** Opening DATA block **

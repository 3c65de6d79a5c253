use axum::{
    Json,
    extract::State,
    response::{IntoResponse, Response},
};
use serde::Serialize;

use crate::modules::students::adapters::inbound::session::StudentSession;
use crate::modules::students::core::reg_number::RegNumber;
use crate::modules::students::use_cases::get_student::view::StudentView;
use crate::shared::application_error::ApplicationError;
use crate::shell::state::AppState;

#[derive(Serialize)]
pub struct CheckSessionResponse {
    pub student: StudentView,
}

/// Reloads the student on every call, so the response reflects the latest stream.
pub async fn handle(State(state): State<AppState>, session: StudentSession) -> Response {
    let Ok(reg_number) = RegNumber::parse(session.reg_number) else {
        return ApplicationError::NotLoggedIn.into_response();
    };
    match state.get_student_handler.handle(&reg_number).await {
        Ok(Some(student)) => Json(CheckSessionResponse { student }).into_response(),
        Ok(None) => ApplicationError::NotLoggedIn.into_response(),
        Err(e) => e.into_response(),
    }
}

** Closing DATA block **

Reproduce all of the entries word for word.

_RESULT OF THIS EXERCISE_:
repository 3c65de6d79a5c253
use axum::{
    Json,
    extract::State,
    response::{IntoResponse, Response},
};
use serde::Serialize;

use crate::modules::students::adapters::inbound::session::StudentSession;
use crate::modules::students::core::reg_number::RegNumber;
use crate::modules::students::use_cases::get_student::view::StudentView;
use crate::shared::application_error::ApplicationError;
use crate::shell::state::AppState;

#[derive(Serialize)]
pub struct CheckSessionResponse {
    pub student: StudentView,
}

/// Reloads the student on every call, so the response reflects the latest stream.
pub async fn handle(State(state): State<AppState>, session: StudentSession) -> Response {
    let Ok(reg_number) = RegNumber::parse(session.reg_number) else {
        return ApplicationError::NotLoggedIn.into_response();
    };
    match state.get_student_handler.handle(&reg_number).await {
        Ok(Some(student)) => Json(CheckSessionResponse { student }).into_response(),
        Ok(None) => ApplicationError::NotLoggedIn.into_response(),
        Err(e) => e.into_response(),
    }
}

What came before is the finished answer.